//! Range checking in `SolverExt::solve_part_checked_range`

use aoc_solver::{AocParser, ParseError, SolveError, Solver, SolverExt};
use proptest::prelude::*;

/// Echoes the part number for any `N`-part day
struct Echo<const N: u8>;

impl<const N: u8> AocParser for Echo<N> {
    type SharedData<'a> = ();

    fn parse(_input: &str) -> Result<Self::SharedData<'_>, ParseError> {
        Ok(())
    }
}

impl<const N: u8> Solver for Echo<N> {
    const PARTS: u8 = N;

    fn solve_part(_shared: &mut (), part: u8) -> Result<String, SolveError> {
        Ok(format!("part{part}"))
    }
}

fn checked(parts: u8, part: u8) -> Result<String, SolveError> {
    match parts {
        1 => Echo::<1>::solve_part_checked_range(&mut (), part),
        2 => Echo::<2>::solve_part_checked_range(&mut (), part),
        _ => Echo::<3>::solve_part_checked_range(&mut (), part),
    }
}

#[test]
fn part_zero_is_rejected() {
    assert!(matches!(checked(2, 0), Err(SolveError::PartOutOfRange(0))));
}

#[test]
fn single_part_day_rejects_part_two() {
    assert!(matches!(checked(1, 2), Err(SolveError::PartOutOfRange(2))));
    assert_eq!(checked(1, 1).unwrap(), "part1");
}

proptest! {
    #[test]
    fn out_of_range_parts_never_dispatch(parts in 1u8..=3, part in any::<u8>()) {
        let result = checked(parts, part);
        if part == 0 || part > parts {
            match result {
                Err(SolveError::PartOutOfRange(p)) => prop_assert_eq!(p, part),
                other => prop_assert!(false, "expected PartOutOfRange, got {:?}", other),
            }
        } else {
            prop_assert_eq!(result.unwrap(), format!("part{part}"));
        }
    }
}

Required work →
Filter the listing above by the word "ParseError"; copy each line that passes.

Solution for this exercise →
use aoc_solver::{AocParser, ParseError, SolveError, Solver, SolverExt};
    fn parse(_input: &str) -> Result<Self::SharedData<'_>, ParseError> {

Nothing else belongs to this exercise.